1.1.1.1 is virtually impossible to DDoS, because it’s anycasted in _a lot_ of places, and Cloudflare has the capacity to mitigate the largest of DDoS attacks.

> - Is it a good idea to setup my own nameserver which basically just "copies" the entries from my current provider and specify it (wherever that may be). By doing this I won't have to maintain 2 different NS, only the one from the provider since the 'secondary' will simply be a copy of the primary?

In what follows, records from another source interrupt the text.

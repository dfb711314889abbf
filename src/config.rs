//! Node configuration.
use std::env;
use std::fs;
use std::io;
use std::path::PathBuf;
use std::time::Duration;

use serde::Deserialize;
use serde::Serialize;

use crate::consts::DEFAULT_CHECK_PREDECESSOR_INTERVAL_MS;
use crate::consts::DEFAULT_FIX_FINGERS_INTERVAL_MS;
use crate::consts::DEFAULT_HASH_BITS;
use crate::consts::DEFAULT_RPC_TIMEOUT_MS;
use crate::consts::DEFAULT_STABILIZE_INTERVAL_MS;
use crate::dht::Intervals;
use crate::dht::IdSpace;
use crate::error::Error;
use crate::error::Result;

fn default_hash_bits() -> u32 {
    DEFAULT_HASH_BITS
}

fn default_rpc_timeout_ms() -> u64 {
    DEFAULT_RPC_TIMEOUT_MS
}

fn default_stabilize_interval_ms() -> u64 {
    DEFAULT_STABILIZE_INTERVAL_MS
}

fn default_fix_fingers_interval_ms() -> u64 {
    DEFAULT_FIX_FINGERS_INTERVAL_MS
}

fn default_check_predecessor_interval_ms() -> u64 {
    DEFAULT_CHECK_PREDECESSOR_INTERVAL_MS
}

/// Everything a node consumes at startup. Identifiers are hex literals
/// (with or without a `0x` prefix) so a YAML file never has to carry
/// 128-bit numbers.
#[derive(Clone, Debug, Deserialize, Serialize)]
pub struct Config {
    /// Address this node binds and advertises.
    pub host: String,
    /// RPC port this node binds and advertises.
    pub port: u16,
    /// Pinned identifier. Hashed from `host:port` when absent.
    #[serde(default)]
    pub id: Option<String>,
    /// Bootstrap peer host. Absent for the first node of a ring.
    #[serde(default)]
    pub known_host: Option<String>,
    /// Bootstrap peer port.
    #[serde(default)]
    pub known_port: Option<u16>,
    /// Pinned bootstrap peer identifier.
    #[serde(default)]
    pub known_id: Option<String>,
    /// Identifier bit length m. Must match across the ring.
    #[serde(default = "default_hash_bits")]
    pub hash_bits: u32,
    /// Per-call RPC deadline in ms.
    #[serde(default = "default_rpc_timeout_ms")]
    pub rpc_timeout_ms: u64,
    /// Stabilize cadence in ms.
    #[serde(default = "default_stabilize_interval_ms")]
    pub stabilize_interval_ms: u64,
    /// Fix-fingers cadence in ms.
    #[serde(default = "default_fix_fingers_interval_ms")]
    pub fix_fingers_interval_ms: u64,
    /// Check-predecessor cadence in ms.
    #[serde(default = "default_check_predecessor_interval_ms")]
    pub check_predecessor_interval_ms: u64,
    /// Verbose protocol tracing.
    #[serde(default)]
    pub debug: bool,
}

impl Config {
    /// A default configuration for `host:port`.
    pub fn new(host: impl Into<String>, port: u16) -> Self {
        Self {
            host: host.into(),
            port,
            id: None,
            known_host: None,
            known_port: None,
            known_id: None,
            hash_bits: DEFAULT_HASH_BITS,
            rpc_timeout_ms: DEFAULT_RPC_TIMEOUT_MS,
            stabilize_interval_ms: DEFAULT_STABILIZE_INTERVAL_MS,
            fix_fingers_interval_ms: DEFAULT_FIX_FINGERS_INTERVAL_MS,
            check_predecessor_interval_ms: DEFAULT_CHECK_PREDECESSOR_INTERVAL_MS,
            debug: false,
        }
    }

    /// Reject configurations a node cannot start from: a missing own or
    /// bootstrap address, a bit length outside [3, 128], or a pinned
    /// identifier that does not fit the identifier space.
    pub fn validate(&self) -> Result<()> {
        if self.host.is_empty() || self.port == 0 {
            return Err(Error::IncompleteAddress);
        }
        if self.known_host.is_some() != self.known_port.is_some() {
            return Err(Error::IncompleteKnownAddress);
        }
        let space = self.id_space()?;
        if let Some(raw) = self.pinned_id()? {
            space.pinned(raw)?;
        }
        if let Some(raw) = self.pinned_known_id()? {
            space.pinned(raw)?;
        }
        Ok(())
    }

    /// The identifier space this node operates in.
    pub fn id_space(&self) -> Result<IdSpace> {
        IdSpace::new(self.hash_bits)
    }

    /// Parsed pinned identifier, if configured.
    pub fn pinned_id(&self) -> Result<Option<u128>> {
        self.id.as_deref().map(parse_id).transpose()
    }

    /// Parsed pinned identifier of the bootstrap peer, if configured.
    pub fn pinned_known_id(&self) -> Result<Option<u128>> {
        self.known_id.as_deref().map(parse_id).transpose()
    }

    /// Per-call RPC deadline.
    pub fn rpc_timeout(&self) -> Duration {
        Duration::from_millis(self.rpc_timeout_ms)
    }

    /// Maintenance cadences.
    pub fn intervals(&self) -> Intervals {
        Intervals {
            stabilize: Duration::from_millis(self.stabilize_interval_ms),
            fix_fingers: Duration::from_millis(self.fix_fingers_interval_ms),
            check_predecessor: Duration::from_millis(self.check_predecessor_interval_ms),
        }
    }

    /// Write the configuration to a YAML file, creating parent
    /// directories as needed. Returns the resolved path.
    pub fn write_fs<P>(&self, path: P) -> Result<String>
    where P: AsRef<std::path::Path> {
        let path = expand_home(path.as_ref())?;
        if let Some(parent) = path.parent() {
            if !parent.is_dir() {
                fs::create_dir_all(parent).map_err(|e| Error::ConfigFile(e.to_string()))?;
            }
        }
        let file = fs::File::create(&path).map_err(|e| Error::ConfigFile(e.to_string()))?;
        serde_yaml::to_writer(io::BufWriter::new(file), self)?;
        Ok(path.to_string_lossy().into_owned())
    }

    /// Load a configuration from a YAML file.
    pub fn read_fs<P>(path: P) -> Result<Config>
    where P: AsRef<std::path::Path> {
        let path = expand_home(path.as_ref())?;
        let file = fs::File::open(&path).map_err(|e| Error::ConfigFile(e.to_string()))?;
        Ok(serde_yaml::from_reader(io::BufReader::new(file))?)
    }
}

fn expand_home(path: &std::path::Path) -> Result<PathBuf> {
    match path.strip_prefix("~") {
        Ok(stripped) => {
            let home = env::var_os("HOME")
                .map(PathBuf::from)
                .ok_or_else(|| Error::ConfigFile("cannot expand ~, HOME is unset".into()))?;
            Ok(home.join(stripped))
        }
        Err(_) => Ok(path.to_owned()),
    }
}

fn parse_id(literal: &str) -> Result<u128> {
    let digits = literal.trim_start_matches("0x");
    u128::from_str_radix(digits, 16).map_err(|_| Error::BadIdLiteral(literal.to_owned()))
}

#[cfg(test)]
mod tests {
    use super::*;

    #[test]
    fn test_validation() {
        assert!(Config::new("127.0.0.1", 4000).validate().is_ok());
        assert!(Config::new("", 4000).validate().is_err());
        assert!(Config::new("127.0.0.1", 0).validate().is_err());
        let mut config = Config::new("127.0.0.1", 4000);
        config.known_host = Some("127.0.0.2".into());
        assert!(config.validate().is_err());
        config.known_port = Some(4001);
        assert!(config.validate().is_ok());
        // The bit length and pinned identifiers are gated here too.
        config.hash_bits = 2;
        assert!(config.validate().is_err());
        config.hash_bits = 3;
        config.id = Some("9".into());
        assert!(config.validate().is_err());
        config.id = Some("7".into());
        config.known_id = Some("ff".into());
        assert!(config.validate().is_err());
        config.known_id = Some("1".into());
        assert!(config.validate().is_ok());
    }

    #[test]
    fn test_pinned_id_literals() {
        let mut config = Config::new("127.0.0.1", 4000);
        assert_eq!(config.pinned_id().unwrap(), None);
        config.id = Some("0x2a".into());
        assert_eq!(config.pinned_id().unwrap(), Some(42));
        config.id = Some("ff".into());
        assert_eq!(config.pinned_id().unwrap(), Some(255));
        config.id = Some("zz".into());
        assert!(config.pinned_id().is_err());
    }

    #[test]
    fn test_yaml_round_trip() {
        let mut config = Config::new("10.0.0.1", 4100);
        config.known_host = Some("10.0.0.2".into());
        config.known_port = Some(4200);
        config.hash_bits = 16;
        let text = serde_yaml::to_string(&config).unwrap();
        let back: Config = serde_yaml::from_str(&text).unwrap();
        assert_eq!(back.host, "10.0.0.1");
        assert_eq!(back.known_port, Some(4200));
        assert_eq!(back.hash_bits, 16);
        // Omitted knobs fall back to the defaults.
        let sparse: Config = serde_yaml::from_str("host: 10.0.0.3\nport: 4300\n").unwrap();
        assert_eq!(sparse.hash_bits, DEFAULT_HASH_BITS);
        assert_eq!(sparse.rpc_timeout_ms, DEFAULT_RPC_TIMEOUT_MS);
        assert!(!sparse.debug);
    }
}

This would be a caching NS. It's not a bad idea, especially if it can automatically forward to a different service provided one is down, but you might as well just use 1.1.1.1. I've never seen 1.1.1.1 down.

[sybercecurity]

I've seen some do this "stealth secondary" architecture before and it's helpful for local zones. Sometimes they make the local recursive resolver be a secondary of the local zone, but don't include the recursive resolver in the NS set of the zone. That way the recursive resolver has a full copy of local zones for responses and doesn't have to ask an authoritative server (technically it is one, but only known to hosts that use it as their local recursive resolver). This only works if you don't use public resolvers.

[leo8]

Actually this is a much better idea than hosting my own namserver.

[sgjohnson]

Yes. The most important thing here is that 1.1.1.1 is announced in seriously a lot of places. I just went to Hurricane Electric's looking glass, several times picked 3 routers at random and put in 1.1.1.1 as the destination. All of them returned it as the 2nd hop, meaning it's most likely announced in the same exact datacenter as where HEs router is located.

That gives you all the redundancy you'll ever need. Of course, you need to rely on Cloudflare to not mess it up. But you're not going to do better than CF.